Choosing a life of unyielding virtue may seem only a matter of choice and dedication, particularly to the young. But as George Eliot demonstrates in her great, 1871 novel Middlemarch, the difficulties involved in such an endeavour entail more than self-denial and resolve. The difficulties consist in shifting goal posts, the nature of virtue as its defined in one's own mind contrasted with its definition in the minds of others, the usefulness of maintaining a reputation to achieve noble ends weighed against an unrelenting dedication to full disclosure and public confession, and the effect certain attitudes and actions may have on one's loved ones. Above all, life is damnably complex in spite of any attempt to apply a simple formula to it.
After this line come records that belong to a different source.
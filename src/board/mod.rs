//! The game board: a flat arena of cells addressed with toroidal wraparound
mod cell;
mod coordinate;
pub mod dimensions;

use std::fmt;

pub use cell::{Cell, Label};
pub use coordinate::{Coordinate, InvalidPosition, Position};
pub use dimensions::Dimensions;

use crate::error::BoardError;
use crate::settings::Palette;
use crate::types::{Direction, RenderSurface};

/// The board exclusively owns every cell. Cells are built once, at
/// construction, and afterwards only their labels change. The snake and the
/// food refer to cells by [`Position`] and mutate them through the board.
#[derive(Debug, Clone, PartialEq, Eq)]
pub struct Board {
    dimensions: Dimensions,
    cells: Vec<Cell>,
    score: u32,
    palette: Palette,
}

impl Board {
    /// Allocates `rows * cols` empty cells, dividing the pixel extents evenly
    /// between them, with the default palette and a score of zero.
    pub fn new(
        rows: usize,
        cols: usize,
        pixel_width: u32,
        pixel_height: u32,
    ) -> Result<Self, BoardError> {
        let dimensions = Dimensions::new(rows, cols)?;
        let cell_width = pixel_width / rows as u32;
        let cell_height = pixel_height / cols as u32;

        let cells = (0..dimensions.cell_count())
            .map(|flat| {
                let pos = dimensions.position_of(flat);
                let coordinate = Coordinate::new(
                    (pos.i as u32 * cell_width) as i32,
                    (pos.j as u32 * cell_height) as i32,
                    pos.i,
                    pos.j,
                );
                Cell::empty(coordinate, cell_width, cell_height)
            })
            .collect();

        Ok(Board {
            dimensions,
            cells,
            score: 0,
            palette: Palette::default(),
        })
    }

    /// same as [`Board::new`] with the given palette
    pub fn with_palette(
        rows: usize,
        cols: usize,
        pixel_width: u32,
        pixel_height: u32,
        palette: Palette,
    ) -> Result<Self, BoardError> {
        let mut board = Self::new(rows, cols, pixel_width, pixel_height)?;
        board.palette = palette;
        Ok(board)
    }

    #[allow(missing_docs)]
    pub fn dimensions(&self) -> Dimensions {
        self.dimensions
    }

    /// extent of the `i` axis
    pub fn rows(&self) -> usize {
        self.dimensions.rows()
    }

    /// extent of the `j` axis
    pub fn cols(&self) -> usize {
        self.dimensions.cols()
    }

    /// Gets a cell, wrapping both indices around the board however far out
    /// of range they are.
    pub fn get_space(&self, i: i64, j: i64) -> &Cell {
        self.cell(self.dimensions.wrap(i, j))
    }

    /// wraps an arbitrary index pair onto the board
    pub fn wrap(&self, i: i64, j: i64) -> Position {
        self.dimensions.wrap(i, j)
    }

    /// the cell at a position. Out of range positions wrap.
    pub fn cell(&self, pos: Position) -> &Cell {
        let pos = self.normalize(pos);
        &self.cells[self.dimensions.flat_index(pos)]
    }

    #[allow(missing_docs)]
    pub fn label_at(&self, pos: Position) -> Label {
        self.cell(pos).label()
    }

    pub(crate) fn set_label(&mut self, pos: Position, label: Label) {
        let pos = self.normalize(pos);
        let flat = self.dimensions.flat_index(pos);
        self.cells[flat].set_label(label);
    }

    /// The position one step from `pos` in `direction`, through wraparound
    pub fn neighbor(&self, pos: Position, direction: Direction) -> Position {
        let (i, j) = pos.add_vec(direction.to_vector());
        self.dimensions.wrap(i, j)
    }

    /// all cells, ordered by `i` then `j`
    pub fn cells(&self) -> impl Iterator<Item = &Cell> {
        self.cells.iter()
    }

    /// number of cells currently carrying `label`
    pub fn count(&self, label: Label) -> usize {
        self.cells.iter().filter(|c| c.label() == label).count()
    }

    /// whether any cell is free of the snake
    pub fn has_non_snake_cell(&self) -> bool {
        self.cells.iter().any(|c| !c.is_snake())
    }

    /// increases the score by one point. There is no upper bound.
    pub fn increment_score(&mut self) {
        self.score += 1;
    }

    #[allow(missing_docs)]
    pub fn score(&self) -> u32 {
        self.score
    }

    #[allow(missing_docs)]
    pub fn palette(&self) -> &Palette {
        &self.palette
    }

    /// Swaps the colors cells are painted with. Cosmetic only.
    pub fn change_colors(&mut self, palette: Palette) {
        self.palette = palette;
    }

    /// Paints every cell onto `surface` in the palette color for its label
    pub fn display(&self, surface: &mut impl RenderSurface) {
        for cell in &self.cells {
            let color = match cell.label() {
                Label::Empty => &self.palette.board,
                Label::Snake => &self.palette.snake,
                Label::Food => &self.palette.food,
            };
            let c = cell.coordinate();
            surface.fill_rect(c.x(), c.y(), cell.width(), cell.height(), color);
        }
    }

    fn normalize(&self, pos: Position) -> Position {
        if pos.i < self.rows() && pos.j < self.cols() {
            pos
        } else {
            self.dimensions.wrap(pos.i as i64, pos.j as i64)
        }
    }
}

/// Draws `j` as lines and `i` as columns: `.` empty, `s` snake, `f` food.
impl fmt::Display for Board {
    fn fmt(&self, f: &mut fmt::Formatter<'_>) -> fmt::Result {
        writeln!(f)?;
        for j in 0..self.cols() {
            for i in 0..self.rows() {
                let c = match self.label_at(Position::new(i, j)) {
                    Label::Empty => '.',
                    Label::Snake => 's',
                    Label::Food => 'f',
                };
                write!(f, "{} ", c)?;
            }
            writeln!(f)?;
        }
        write!(f, "score: {}", self.score)
    }
}
//! error types for board construction, replay decoding and settings loading
use std::path::PathBuf;

use thiserror::Error;

/// Board construction errors
#[derive(Debug, Error, Clone, Copy, PartialEq, Eq)]
pub enum BoardError {
    #[allow(missing_docs)]
    #[error("board dimensions must be positive, got {rows} rows by {cols} columns")]
    InvalidDimensions { rows: usize, cols: usize },
}

/// A structurally invalid replay log. Line numbers are 1-based and count
/// every line of the file, header included.
#[derive(Debug, Error, Clone, PartialEq, Eq)]
#[allow(missing_docs)]
pub enum ParseError {
    #[error("replay log is empty")]
    Empty,

    #[error("line {line}: expected 3 to 5 `_`-separated fields, found {found}")]
    FieldCount { line: usize, found: usize },

    #[error("line {line}: invalid score `{value}`")]
    Score { line: usize, value: String },

    #[error("line {line}: invalid coordinate `{value}`, expected `i,j`")]
    Coordinate { line: usize, value: String },
}

/// Replay file errors, always naming the file involved
#[derive(Debug, Error)]
#[allow(missing_docs)]
pub enum ReplayError {
    #[error("failed to parse replay log {}: {source}", .path.display())]
    Parse {
        path: PathBuf,
        #[source]
        source: ParseError,
    },

    #[error("IO error on replay log {}: {source}", .path.display())]
    Io {
        path: PathBuf,
        #[source]
        source: std::io::Error,
    },
}

/// Settings errors. These are recovered by substituting defaults and are
/// never fatal to a game.
#[derive(Debug, Error)]
#[allow(missing_docs)]
pub enum ConfigError {
    #[error("IO error on settings file {}: {source}", .path.display())]
    Io {
        path: PathBuf,
        #[source]
        source: std::io::Error,
    },

    #[error("settings field {0} is missing")]
    MissingField(usize),

    #[error("invalid board density code `{0}`")]
    InvalidDensity(String),

    #[error("invalid speed code `{0}`")]
    InvalidSpeed(String),

    #[error("invalid color `{value}` in settings field {index}")]
    InvalidColor { index: usize, value: String },
}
What an extraordinary variety of subject matter Eliot appropriately draws on to make this point, a point made even more sharply for the fact that this variety of subject matter is confined to one, sparsely populated, rural town in England. Alternating between stories of different local families, stories that periodically connect with one another, Middlemarch is about religious devotion, the complexities of marriage, dedication to scientific advancement, public achievement, and profound cultural shifts prompted by new economic realities. I found myself thinking of mid-20th century Westerns for the book's reference to the impending railway and how it will alter the town--although published in 1871, the story takes place in 1829-30, when railways were just being introduced to parts of England.
"But come, you didn't mean any harm. Somebody told you the railroad was a bad thing. That was a lie. It may do a bit of harm here and there, to this and to that; and so does the sun in heaven. But the railway's a good thing."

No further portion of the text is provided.